Dans une étude réalisée pour la Commission Gendron, le démographe Robert Maheu relève qu’au début des années 1950, la moitié des enfants d’origine italienne inscrits à la Commission des écoles catholiques de Montréal étudiaient en français. Cela laisse entendre qu’en général, les écoles françaises de la CECM ne refusaient pas les jeunes Italiens. Maheu ajoute qu’au début des années 1960, cette proportion avait fondu à 28 %. Il semble bien qu’ayant constaté que la langue d’avancement socioéconomique à Montréal était plutôt l’anglais que le français, un nombre croissant de parents italiens choisissaient d’inscrire leurs enfants à l’école anglaise.
Quant à la langue d’assimilation préférée des italophones, que Micone prétend être toujours le français, la Commission Laurendeau-Dunton notait, il est vrai, qu’au recensement de 1961 la population d’origine ethnique italienne au Québec avait plus souvent le français que l’anglais comme langue maternelle. Cette information témoignait cependant de la langue d’assimilation des parents, grands-parents ou ancêtres des personnes recensées, soit de ce qu’on peut nommer l’assimilation ancestrale.
Le recensement de 1971, le premier à poser la question sur la langue d’usage actuelle à la maison, permet d’observer l’assimilation courante, c’est-à-dire celle réalisée par les répondants eux-mêmes, de leur vivant.
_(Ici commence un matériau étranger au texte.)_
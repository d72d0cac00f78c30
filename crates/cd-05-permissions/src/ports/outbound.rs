//! Outbound Ports (Driven Ports)

use async_trait::async_trait;
use shared_types::{Caller, Permission, ResourceScope};

use crate::error::AuthzError;

/// The authorization decision service (Driven Port).
///
/// Decides; never authenticates. The caller's identity and token are
/// forwarded as given.
#[async_trait]
pub trait AuthorizationService: Send + Sync {
    /// One decision per resource, in order: `true` iff every permission in
    /// `permissions` is granted on that resource.
    async fn evaluate(
        &self,
        caller: &Caller,
        resources: &[ResourceScope],
        permissions: &[Permission],
    ) -> Result<Vec<bool>, AuthzError>;
}
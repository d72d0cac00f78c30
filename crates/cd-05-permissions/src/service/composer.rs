//! Permission Composer
//!
//! Per data type, two questions are put to the authorization service:
//!
//! 1. Does the caller hold `query:data` anywhere on the scope cascade? Asked
//!    one resource at a time, broadest first, stopping at the first grant.
//! 2. Otherwise, does the caller hold the counts permission anywhere on the
//!    cascade? Asked in a single batch.
//!
//! Distinct data types are resolved concurrently. Nothing is retried; a
//! failure or timeout leaves that data type with no permissions.

use async_trait::async_trait;
use futures::future::join_all;
use futures::{stream, StreamExt, TryStreamExt};
use shared_types::{Caller, DataType, DataTypePermission, Permission, ResourceScope};
use std::collections::BTreeSet;
use std::future::ready;
use std::sync::atomic::{AtomicU64, Ordering};
use std::sync::Arc;
use std::time::Duration;
use tokio::time::timeout;
use tracing::{debug, warn};

use crate::domain::{scope_cascade, DataTypePermissions};
use crate::error::AuthzError;
use crate::ports::{AuthorizationService, PermissionApi};

/// Default time allowed for one authorization round trip.
pub const DEFAULT_AUTHZ_TIMEOUT: Duration = Duration::from_secs(5);

/// Composes per-data-type permissions from authorization decisions.
pub struct PermissionComposer<A: AuthorizationService> {
    authz: Arc<A>,
    timeout: Duration,
    failures: AtomicU64,
}

impl<A: AuthorizationService> PermissionComposer<A> {
    pub fn new(authz: Arc<A>) -> Self {
        Self {
            authz,
            timeout: DEFAULT_AUTHZ_TIMEOUT,
            failures: AtomicU64::new(0),
        }
    }

    pub fn with_timeout(mut self, timeout: Duration) -> Self {
        self.timeout = timeout;
        self
    }

    /// Lookups that failed closed since startup.
    pub fn authorization_failures(&self) -> u64 {
        self.failures.load(Ordering::Relaxed)
    }

    async fn evaluate(
        &self,
        caller: &Caller,
        resources: &[ResourceScope],
        permission: Permission,
    ) -> Result<Vec<bool>, AuthzError> {
        let decisions = timeout(self.timeout, self.authz.evaluate(caller, resources, &[permission]))
            .await
            .map_err(|_| AuthzError::Timeout(self.timeout))??;

        if decisions.len() != resources.len() {
            return Err(AuthzError::MalformedAnswer {
                expected: resources.len(),
                got: decisions.len(),
            });
        }
        Ok(decisions)
    }

    /// `query:data` on the first resource of the cascade that grants it.
    async fn has_data(&self, caller: &Caller, cascade: &[ResourceScope]) -> Result<bool, AuthzError> {
        let granted = stream::iter(cascade)
            .then(|resource| async move {
                let decisions = self
                    .evaluate(caller, std::slice::from_ref(resource), Permission::QueryData)
                    .await?;
                Ok::<bool, AuthzError>(decisions.into_iter().all(|d| d))
            })
            .try_skip_while(|granted| ready(Ok(!granted)))
            .boxed();
        futures::pin_mut!(granted);

        Ok(granted.try_next().await?.is_some())
    }

    async fn has_counts(&self, caller: &Caller, cascade: &[ResourceScope]) -> Result<bool, AuthzError> {
        let permission = Permission::counts_for(&caller.scope);
        let decisions = self.evaluate(caller, cascade, permission).await?;
        Ok(decisions.into_iter().any(|d| d))
    }

    async fn resolve_one(&self, caller: &Caller, data_type: DataType) -> Result<DataTypePermission, AuthzError> {
        let cascade = scope_cascade(&caller.scope, data_type);

        if self.has_data(caller, &cascade).await? {
            return Ok(DataTypePermission::FULL);
        }
        let counts = self.has_counts(caller, &cascade).await?;
        Ok(DataTypePermission::new(counts, false))
    }
}

#[async_trait]
impl<A: AuthorizationService + 'static> PermissionApi for PermissionComposer<A> {
    async fn resolve(&self, caller: &Caller, data_types: &BTreeSet<DataType>) -> DataTypePermissions {
        let lookups = data_types.iter().map(|&data_type| async move {
            let permission = match self.resolve_one(caller, data_type).await {
                Ok(permission) => permission,
                Err(e) => {
                    self.failures.fetch_add(1, Ordering::Relaxed);
                    warn!(data_type = %data_type, error = %e, "Authorization lookup failed, denying");
                    DataTypePermission::NONE
                }
            };
            debug!(
                data_type = %data_type,
                counts = permission.counts(),
                data = permission.data(),
                "Resolved data type permission"
            );
            (data_type, permission)
        });

        join_all(lookups).await.into_iter().collect()
    }
}
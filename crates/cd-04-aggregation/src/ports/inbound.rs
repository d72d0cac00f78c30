//! Inbound Ports (Driving Ports)

use async_trait::async_trait;
use cd_02_censorship::Censor;
use cd_03_field_registry::FieldDescriptor;
use shared_types::{Bin, Collection};

use crate::domain::Condition;
use crate::error::AggregationError;

/// Censored statistics for configured fields (Driving Port).
#[async_trait]
pub trait AggregationApi: Send + Sync {
    /// Histogram of a field, censored with `censor`.
    async fn field_stats(
        &self,
        field: &FieldDescriptor,
        censor: Censor,
    ) -> Result<Vec<Bin>, AggregationError>;

    /// Values a caller may filter the field on.
    async fn field_options(
        &self,
        field: &FieldDescriptor,
        censor: Censor,
    ) -> Result<Vec<String>, AggregationError>;

    /// Censored total of a collection.
    async fn record_count(&self, collection: Collection, censor: Censor) -> Result<u64, AggregationError>;

    /// Censored number of individuals matching every condition.
    async fn search_count(
        &self,
        conditions: &[Condition],
        censor: Censor,
    ) -> Result<u64, AggregationError>;
}
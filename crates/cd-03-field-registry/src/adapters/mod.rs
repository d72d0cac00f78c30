//! Adapters for the Field Registry subsystem.

pub mod file;

pub use file::load_registry;
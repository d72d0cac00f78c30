//! Domain Layer - Pure binning logic
//!
//! RULES:
//! - No I/O operations
//! - No async code
//! - Validate fully before emitting

pub mod labels;
pub mod monthly;
pub mod numeric;

pub use labels::parse_range_label;
pub use monthly::{months_between, DateBinBy, MonthRange, YearMonth, YEAR_MONTH_LEN};
pub use numeric::{AutoBinning, BinSpec, CustomBinning, NumericBinning};
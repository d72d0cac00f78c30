//! # Cohort Discovery Test Suite
//!
//! Unified test crate for behaviour that spans subsystems.
//!
//! ## Structure
//!
//! ```text
//! tests/src/
//! ├── fixtures.rs       # Shared discovery document and record cohort
//! └── integration/
//!     ├── scenarios.rs  # Binning, censorship, permission and gap-fill scenarios
//!     └── flows.rs      # End-to-end invariants and fail-closed behaviour
//!
//! tests/benches/
//! └── discovery_benchmarks.rs
//! ```
//!
//! ## Running Tests
//!
//! ```bash
//! # All tests
//! cargo test -p cd-tests
//!
//! # By category
//! cargo test -p cd-tests integration::scenarios
//! cargo test -p cd-tests integration::flows
//!
//! # Benchmarks
//! cargo bench -p cd-tests
//! ```

pub mod fixtures;
pub mod integration;
//! Request counters for the discovery service
//!
//! Only request and outcome totals are recorded. Counts returned to callers
//! never reach a metric.

use std::sync::atomic::{AtomicU64, Ordering};

use crate::domain::OutcomeKind;

/// Operation exposed by [`DiscoveryApi`](crate::DiscoveryApi).
#[derive(Debug, Clone, Copy, PartialEq, Eq)]
pub enum Operation {
    ListFields,
    Overview,
    Rules,
    Search,
}

impl Operation {
    pub fn as_str(&self) -> &'static str {
        match self {
            Self::ListFields => "list_queryable_fields",
            Self::Overview => "public_overview",
            Self::Rules => "discovery_rules",
            Self::Search => "public_search",
        }
    }
}

/// Thread-safe counters for discovery requests.
#[derive(Debug, Default)]
pub struct DiscoveryMetrics {
    pub list_fields_requests: AtomicU64,
    pub overview_requests: AtomicU64,
    pub rules_requests: AtomicU64,
    pub search_requests: AtomicU64,
    pub successes: AtomicU64,
    pub not_configured: AtomicU64,
    pub forbidden: AtomicU64,
    pub errors: AtomicU64,
}

impl DiscoveryMetrics {
    pub fn new() -> Self {
        Self::default()
    }

    pub fn record_request(&self, operation: Operation) {
        let counter = match operation {
            Operation::ListFields => &self.list_fields_requests,
            Operation::Overview => &self.overview_requests,
            Operation::Rules => &self.rules_requests,
            Operation::Search => &self.search_requests,
        };
        counter.fetch_add(1, Ordering::Relaxed);
    }

    pub fn record_outcome(&self, outcome: OutcomeKind) {
        let counter = match outcome {
            OutcomeKind::Success => &self.successes,
            OutcomeKind::NotConfigured => &self.not_configured,
            OutcomeKind::Forbidden => &self.forbidden,
            OutcomeKind::Error => &self.errors,
        };
        counter.fetch_add(1, Ordering::Relaxed);
    }

    /// Current values. Authorization failures are tracked by the permission
    /// composer and passed in.
    pub fn snapshot(&self, authorization_failures: u64) -> MetricsSnapshot {
        MetricsSnapshot {
            list_fields_requests: self.list_fields_requests.load(Ordering::Relaxed),
            overview_requests: self.overview_requests.load(Ordering::Relaxed),
            rules_requests: self.rules_requests.load(Ordering::Relaxed),
            search_requests: self.search_requests.load(Ordering::Relaxed),
            successes: self.successes.load(Ordering::Relaxed),
            not_configured: self.not_configured.load(Ordering::Relaxed),
            forbidden: self.forbidden.load(Ordering::Relaxed),
            errors: self.errors.load(Ordering::Relaxed),
            authorization_failures,
        }
    }
}

/// Point-in-time copy of [`DiscoveryMetrics`].
#[derive(Debug, Clone, Copy, Default, PartialEq, Eq)]
pub struct MetricsSnapshot {
    pub list_fields_requests: u64,
    pub overview_requests: u64,
    pub rules_requests: u64,
    pub search_requests: u64,
    pub successes: u64,
    pub not_configured: u64,
    pub forbidden: u64,
    pub errors: u64,
    pub authorization_failures: u64,
}

impl MetricsSnapshot {
    pub fn total_requests(&self) -> u64 {
        self.list_fields_requests + self.overview_requests + self.rules_requests + self.search_requests
    }
}
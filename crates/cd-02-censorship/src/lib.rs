//! # CD-02 Censorship
//!
//! Small-cell suppression for aggregate counts.
//!
//! Any count at or below the effective threshold is rounded down to zero
//! before it leaves the subsystem. A censored zero is indistinguishable from
//! a true zero; nothing signals that suppression happened.
//!
//! ## Components
//!
//! - `DisclosureRules`: the `(count_threshold, max_query_parameters)` pair and
//!   its three tiers (no permissions, configured partial, full permissions)
//! - `CensorshipPolicy`: resolves the effective threshold for a request
//! - `Censor`: applies one threshold to counts and labels
//!
//! ## Invariants
//!
//! - **INVARIANT-1**: `censor.count(n) == 0 || censor.count(n) > threshold`
//! - **INVARIANT-2**: A derived (data-driven) label whose censored count is 0
//!   is dropped, never emitted as `{label, 0}`: its mere presence would prove
//!   the true count lies in `(0, threshold]`.
//! - **INVARIANT-3**: Higher privilege never raises the threshold nor lowers
//!   the allowed parameter count.

pub mod policy;
pub mod rules;

pub use policy::{Censor, CensorshipPolicy, LabelOrigin};
pub use rules::{DisclosureRules, DisclosureTier, UNBOUNDED};
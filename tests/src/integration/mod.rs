//! Cross-subsystem tests.

pub mod flows;
pub mod scenarios;
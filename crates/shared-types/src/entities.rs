//! # Core Domain Entities
//!
//! ## Clusters
//!
//! - **Records**: `Collection`, `DataType`
//! - **Aggregates**: `Bin`

use serde::{Deserialize, Serialize};
use std::fmt;
use std::str::FromStr;

use crate::errors::EntityParseError;

// =============================================================================
// CLUSTER A: RECORDS
// =============================================================================

/// A logical category of record used as the unit of permission.
///
/// Individuals and biosamples both belong to the `phenopacket` data type;
/// experiments are their own data type.
#[derive(Debug, Clone, Copy, PartialEq, Eq, PartialOrd, Ord, Hash, Serialize, Deserialize)]
#[serde(rename_all = "lowercase")]
pub enum DataType {
    /// Clinical records (individuals, biosamples).
    Phenopacket,
    /// Experiment records.
    Experiment,
}

impl DataType {
    /// Every data type exposed through public discovery.
    pub const ALL: [DataType; 2] = [DataType::Phenopacket, DataType::Experiment];

    /// Wire identifier used by the authorization service.
    pub fn as_str(&self) -> &'static str {
        match self {
            Self::Phenopacket => "phenopacket",
            Self::Experiment => "experiment",
        }
    }
}

impl fmt::Display for DataType {
    fn fmt(&self, f: &mut fmt::Formatter<'_>) -> fmt::Result {
        f.write_str(self.as_str())
    }
}

impl FromStr for DataType {
    type Err = EntityParseError;

    fn from_str(s: &str) -> Result<Self, Self::Err> {
        match s {
            "phenopacket" => Ok(Self::Phenopacket),
            "experiment" => Ok(Self::Experiment),
            other => Err(EntityParseError::UnknownDataType(other.to_string())),
        }
    }
}

/// A top-level record collection in the storage collaborator.
///
/// The first segment of every field mapping names one of these.
#[derive(Debug, Clone, Copy, PartialEq, Eq, PartialOrd, Ord, Hash, Serialize, Deserialize)]
#[serde(rename_all = "lowercase")]
pub enum Collection {
    Individual,
    Biosample,
    Experiment,
}

impl Collection {
    /// Collections whose totals appear in the public overview.
    pub const ALL: [Collection; 3] = [
        Collection::Individual,
        Collection::Biosample,
        Collection::Experiment,
    ];

    /// The data type whose permissions govern this collection.
    pub fn data_type(&self) -> DataType {
        match self {
            Self::Individual | Self::Biosample => DataType::Phenopacket,
            Self::Experiment => DataType::Experiment,
        }
    }

    /// Mapping prefix, e.g. `individual` in `individual/sex`.
    pub fn as_str(&self) -> &'static str {
        match self {
            Self::Individual => "individual",
            Self::Biosample => "biosample",
            Self::Experiment => "experiment",
        }
    }
}

impl fmt::Display for Collection {
    fn fmt(&self, f: &mut fmt::Formatter<'_>) -> fmt::Result {
        f.write_str(self.as_str())
    }
}

impl FromStr for Collection {
    type Err = EntityParseError;

    fn from_str(s: &str) -> Result<Self, Self::Err> {
        match s {
            "individual" => Ok(Self::Individual),
            "biosample" => Ok(Self::Biosample),
            "experiment" => Ok(Self::Experiment),
            other => Err(EntityParseError::UnknownCollection(other.to_string())),
        }
    }
}

// =============================================================================
// CLUSTER B: AGGREGATES
// =============================================================================

/// One labelled interval or category with its censored count.
///
/// `value` is either 0 or strictly above the threshold that was in force
/// when it was produced. A masked value in `(0, threshold]` never appears.
#[derive(Debug, Clone, PartialEq, Eq, Serialize, Deserialize)]
pub struct Bin {
    pub label: String,
    pub value: u64,
}

impl Bin {
    pub fn new(label: impl Into<String>, value: u64) -> Self {
        Self {
            label: label.into(),
            value,
        }
    }
}

/// Label of the bucket collecting records with no usable value.
pub const MISSING_LABEL: &str = "missing";
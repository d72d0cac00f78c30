//! Subscriber installation and structured logging helpers.
//!
//! JSON lines carry a consistent set of fields for log shippers:
//! - `timestamp`, `level`, `target`
//! - `subsystem`: the discovery subsystem (`permissions`, `discovery`, ...)
//! - the event's own structured fields

use tracing_subscriber::{layer::SubscriberExt, util::SubscriberInitExt, EnvFilter, Layer};

use crate::{TelemetryConfig, TelemetryError};

/// Install the global subscriber.
pub fn init_logging(config: &TelemetryConfig) -> Result<(), TelemetryError> {
    let env_filter = EnvFilter::try_new(&config.log_level)
        .map_err(|e| TelemetryError::Config(e.to_string()))?;

    let output = match (config.console_output, config.json_logs) {
        (false, _) => None,
        (true, true) => Some(
            tracing_subscriber::fmt::layer()
                .json()
                .with_target(true)
                .with_thread_ids(true)
                .with_file(true)
                .with_line_number(true)
                .with_writer(std::io::stderr)
                .boxed(),
        ),
        (true, false) => Some(
            tracing_subscriber::fmt::layer()
                .with_target(true)
                .with_ansi(true)
                .with_writer(std::io::stderr)
                .boxed(),
        ),
    };

    tracing_subscriber::registry()
        .with(env_filter)
        .with(output)
        .try_init()
        .map_err(|e| TelemetryError::SubscriberInit(e.to_string()))?;

    tracing::info!(
        service = %config.service_name,
        json_logs = config.json_logs,
        "Logging initialized"
    );
    Ok(())
}

/// Helper to create structured log entries with a `subsystem` field.
#[macro_export]
macro_rules! log_event {
    (info, $subsystem:expr, $msg:expr $(, $($field:tt)*)?) => {
        tracing::info!(
            subsystem = $subsystem,
            $($($field)*,)?
            $msg
        )
    };

    (warn, $subsystem:expr, $msg:expr $(, $($field:tt)*)?) => {
        tracing::warn!(
            subsystem = $subsystem,
            $($($field)*,)?
            $msg
        )
    };

    (error, $subsystem:expr, $msg:expr $(, $($field:tt)*)?) => {
        tracing::error!(
            subsystem = $subsystem,
            $($($field)*,)?
            $msg
        )
    };

    (debug, $subsystem:expr, $msg:expr $(, $($field:tt)*)?) => {
        tracing::debug!(
            subsystem = $subsystem,
            $($($field)*,)?
            $msg
        )
    };
}
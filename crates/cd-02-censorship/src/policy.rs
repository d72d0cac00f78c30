//! Threshold resolution and application

use crate::rules::DisclosureRules;

/// Where a categorical label comes from.
#[derive(Debug, Clone, Copy, PartialEq, Eq)]
pub enum LabelOrigin {
    /// Declared by configuration (an enum). Its presence proves nothing.
    Enumerated,
    /// Observed in the data. Its presence proves at least one record.
    Derived,
}

/// Resolves effective thresholds from the configured rules.
///
/// With no discovery configuration every count is censored.
#[derive(Debug, Clone, Copy, PartialEq, Eq)]
pub struct CensorshipPolicy {
    configured: Option<DisclosureRules>,
}

impl CensorshipPolicy {
    pub fn new(configured: Option<DisclosureRules>) -> Self {
        Self { configured }
    }

    /// Policy for a node without discovery configuration.
    pub fn unconfigured() -> Self {
        Self { configured: None }
    }

    pub fn configured_rules(&self) -> Option<DisclosureRules> {
        self.configured
    }

    /// Counts at or below this value are rounded to 0.
    pub fn threshold(&self, low_counts_censored: bool) -> u64 {
        match self.configured {
            None => DisclosureRules::NO_PERMISSIONS.count_threshold,
            Some(rules) if low_counts_censored => rules.count_threshold,
            Some(_) => 0,
        }
    }

    pub fn max_query_parameters(&self, low_counts_censored: bool) -> u64 {
        match self.configured {
            None => DisclosureRules::NO_PERMISSIONS.max_query_parameters,
            Some(rules) if low_counts_censored => rules.max_query_parameters,
            Some(_) => DisclosureRules::FULL_PERMISSIONS.max_query_parameters,
        }
    }

    pub fn thresholded_count(&self, observed: u64, low_counts_censored: bool) -> u64 {
        self.censor(low_counts_censored).count(observed)
    }

    /// A censor bound to the threshold for one request/field.
    pub fn censor(&self, low_counts_censored: bool) -> Censor {
        Censor::with_threshold(self.threshold(low_counts_censored))
    }
}

/// Applies a single threshold.
#[derive(Debug, Clone, Copy, PartialEq, Eq)]
pub struct Censor {
    threshold: u64,
}

impl Censor {
    pub fn with_threshold(threshold: u64) -> Self {
        Self { threshold }
    }

    /// A censor that lets every count through.
    pub fn uncensored() -> Self {
        Self { threshold: 0 }
    }

    pub fn threshold(&self) -> u64 {
        self.threshold
    }

    /// 0 if `observed <= threshold`, otherwise `observed`.
    pub fn count(&self, observed: u64) -> u64 {
        if observed <= self.threshold {
            0
        } else {
            observed
        }
    }

    /// Censored value for a categorical label, or `None` when the label must
    /// be omitted entirely.
    pub fn label(&self, observed: u64, origin: LabelOrigin) -> Option<u64> {
        match (self.count(observed), origin) {
            (0, LabelOrigin::Derived) => None,
            (value, _) => Some(value),
        }
    }
}
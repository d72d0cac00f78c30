//! Typed field paths
//!
//! A mapping such as `individual/extra_properties/date_of_consent` is split
//! once, at load, into the collection it starts from and the path segments
//! that follow. Nothing re-parses mappings per request.

use serde::Serialize;
use shared_types::{Collection, DataType};
use std::fmt;

/// Separator between mapping segments.
pub const PATH_SEPARATOR: char = '/';

/// Segment under which free-form JSON properties live.
pub const EXTRA_PROPERTIES: &str = "extra_properties";

/// A resolved `(collection, path)` pair in the storage collaborator.
#[derive(Debug, Clone, PartialEq, Eq, Hash, Serialize)]
pub struct FieldPath {
    pub collection: Collection,
    pub segments: Vec<String>,
}

/// Why a mapping could not be turned into a path.
#[derive(Debug, Clone, PartialEq, Eq)]
pub enum PathParseError {
    Malformed,
    UnknownCollection(String),
}

impl FieldPath {
    pub fn parse(mapping: &str) -> Result<Self, PathParseError> {
        let mut parts = mapping.split(PATH_SEPARATOR);
        let prefix = parts.next().unwrap_or_default();
        let segments: Vec<String> = parts.map(str::to_string).collect();

        if prefix.is_empty() || segments.is_empty() || segments.iter().any(String::is_empty) {
            return Err(PathParseError::Malformed);
        }

        let collection = prefix
            .parse()
            .map_err(|_| PathParseError::UnknownCollection(prefix.to_string()))?;

        Ok(Self {
            collection,
            segments,
        })
    }

    pub fn data_type(&self) -> DataType {
        self.collection.data_type()
    }

    /// Whether the path ends inside free-form JSON properties.
    pub fn is_extra_property(&self) -> bool {
        self.segments.iter().any(|s| s == EXTRA_PROPERTIES)
    }
}

impl fmt::Display for FieldPath {
    fn fmt(&self, f: &mut fmt::Formatter<'_>) -> fmt::Result {
        write!(f, "{}", self.collection)?;
        for segment in &self.segments {
            write!(f, "{}{}", PATH_SEPARATOR, segment)?;
        }
        Ok(())
    }
}
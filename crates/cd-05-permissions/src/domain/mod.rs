//! Domain layer for the Permissions subsystem.

pub mod disclosure;
pub mod resources;

pub use disclosure::DataTypePermissions;
pub use resources::scope_cascade;
//! # CD-03 Field Registry
//!
//! The discovery configuration: which fields are public, how they map onto
//! the storage collaborator, how they are binned, and the configured
//! disclosure rules.
//!
//! ## Architecture
//!
//! - **Domain Layer** (`domain/`): Pure types, no I/O
//!   - `document`: the raw JSON shape
//!   - `path`: typed `(collection, segments)` field paths
//!   - `schema`: the `FieldSchema` port mappings are checked against
//!   - `descriptor`: validated field descriptors
//! - **Registry** (`registry`): load-time validation and lookups
//! - **Adapters** (`adapters/`): loading the document from disk
//!
//! ## Lifecycle
//!
//! The registry is built once at process start and never mutated. Callers
//! share it behind an `Arc`. A missing or empty document is not an error: it
//! leaves discovery unconfigured.
//!
//! ## Invariants
//!
//! - **INVARIANT-1**: Every field's mapping parses to a known collection and
//!   is accepted by the storage schema.
//! - **INVARIANT-2**: Every number field's bins are generated successfully at
//!   load. Every date field bins by month.
//! - **INVARIANT-3**: Every field referenced by an overview chart or a search
//!   section exists, and searchable fields filter individuals.

pub mod adapters;
pub mod domain;
pub mod error;
pub mod registry;

pub use adapters::load_registry;
pub use domain::{
    DiscoveryDocument, FieldDatatype, FieldDescriptor, FieldKind, FieldPath, FieldSchema,
    OverviewChart, OverviewSection, PermissiveSchema, RawField, SearchSection, StaticSchema,
    EXTRA_PROPERTIES,
};
pub use error::ConfigurationError;
pub use registry::{data_types_of, FieldRegistry};
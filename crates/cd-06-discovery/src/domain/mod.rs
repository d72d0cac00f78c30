//! Domain layer for the Discovery subsystem.

pub mod outcome;
pub mod responses;

pub use outcome::{DiscoveryOutcome, OutcomeKind, NO_PUBLIC_DATA_AVAILABLE, NO_PUBLIC_FIELDS_CONFIGURED};
pub use responses::{
    EntityCounts, FieldWithData, FieldWithOptions, OverviewResponse, SearchCount, SearchFieldsResponse,
    SearchFieldsSection, SearchFilter,
};
//! Storage schema port
//!
//! Mappings are checked at load against the attributes the storage
//! collaborator actually exposes, so a typo fails at startup instead of on
//! the first request.

use shared_types::Collection;
use std::collections::{BTreeMap, BTreeSet};

use super::path::FieldPath;

/// Typed view of the storage collaborator's schema (Driven Port).
pub trait FieldSchema: Send + Sync {
    /// Whether `path` names something that can be aggregated.
    fn accepts(&self, path: &FieldPath) -> bool;
}

/// Schema listing the root attribute names of each collection.
///
/// Only the first segment is checked: deeper segments traverse relations or
/// free-form JSON, which the storage layer resolves itself.
#[derive(Debug, Clone, Default)]
pub struct StaticSchema {
    roots: BTreeMap<Collection, BTreeSet<String>>,
}

impl StaticSchema {
    pub fn new() -> Self {
        Self::default()
    }

    pub fn with_roots<I, S>(mut self, collection: Collection, roots: I) -> Self
    where
        I: IntoIterator<Item = S>,
        S: Into<String>,
    {
        self.roots
            .entry(collection)
            .or_default()
            .extend(roots.into_iter().map(Into::into));
        self
    }

    /// Attributes of the clinical/genomic record model.
    pub fn clinical() -> Self {
        Self::new()
            .with_roots(
                Collection::Individual,
                [
                    "id",
                    "date_of_birth",
                    "age_numeric",
                    "age_unit",
                    "sex",
                    "karyotypic_sex",
                    "taxonomy",
                    "active",
                    "deceased",
                    "race",
                    "ethnicity",
                    "time_at_last_encounter",
                    "extra_properties",
                    "phenopackets",
                    "biosamples",
                ],
            )
            .with_roots(
                Collection::Biosample,
                [
                    "id",
                    "individual",
                    "description",
                    "sampled_tissue",
                    "taxonomy",
                    "histological_diagnosis",
                    "tumor_progression",
                    "tumor_grade",
                    "pathological_stage",
                    "procedure",
                    "is_control_sample",
                    "measurements",
                    "extra_properties",
                    "experiment",
                ],
            )
            .with_roots(
                Collection::Experiment,
                [
                    "id",
                    "biosample",
                    "experiment_type",
                    "study_type",
                    "molecule",
                    "library_strategy",
                    "library_source",
                    "library_selection",
                    "library_layout",
                    "extraction_protocol",
                    "instrument",
                    "qc_flags",
                    "extra_properties",
                ],
            )
    }
}

impl FieldSchema for StaticSchema {
    fn accepts(&self, path: &FieldPath) -> bool {
        match (self.roots.get(&path.collection), path.segments.first()) {
            (Some(roots), Some(root)) => roots.contains(root),
            _ => false,
        }
    }
}

/// Accepts every path. For tools and fixtures that carry their own data.
#[derive(Debug, Clone, Copy, Default)]
pub struct PermissiveSchema;

impl FieldSchema for PermissiveSchema {
    fn accepts(&self, _path: &FieldPath) -> bool {
        true
    }
}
Il montre que les adultes de langue maternelle italienne âgés de 25 ans ou plus avaient adopté plus souvent le français que l’anglais comme langue d’usage au foyer, mais il révèle en même temps que, déjà à cette époque, la jeunesse italophone préférait s’angliciser.
Les recensements suivants n’ont cessé de confirmer cette nouvelle orientation. Celui de 2006 a compté 17 000 italophones (langue maternelle) de langue d’usage française au Québec, soit exactement le même nombre qu’en 1971. Mais le nombre d’italophones anglicisés est passé entre-temps de 15 000 en 1971 à 53 000 en 2006. La francisation a ainsi marqué le pas pendant que les générations montantes se sont anglicisées par dizaines de milliers.
L’examen des données de 2006 selon l’âge indique d’ailleurs que cette préférence pour l’anglais continue de s’accentuer. Les résultats signalés ci-dessus pour la population italophone (langue maternelle) en 2006, tous âges confondus, laissent voir que parmi ceux qui ont adopté soit l’anglais, soit le français comme langue d’usage à la maison, 76 % ont préféré l’anglais contre 24 % pour le français. Parmi les moins de 45 ans, la préférence pour l’anglais s’élève à 87 %. Chez les moins de 15 ans, elle atteint 90 %.
Les autres démonstrations d’une préférence pour le français qu’avance Micone à partir des données de recensement sont également douteuses. En particulier, parmi les italophones de moins de 45 ans qui travaillaient en 2006, 47 % utilisaient surtout ou exclusivement l’anglais au travail, contre 37 % le français. Et 94 % des italophones de moins de 45 ans connaissaient l’anglais contre 93 % le français. Bref, si presque tous les jeunes italophones sont aujourd’hui bilingues anglais-français, l’anglais l’emporte nettement sur le français parmi eux en tant que langue d’intégration au monde du travail, et il écrase le français en tant que langue préférée dans l’intimité du foyer.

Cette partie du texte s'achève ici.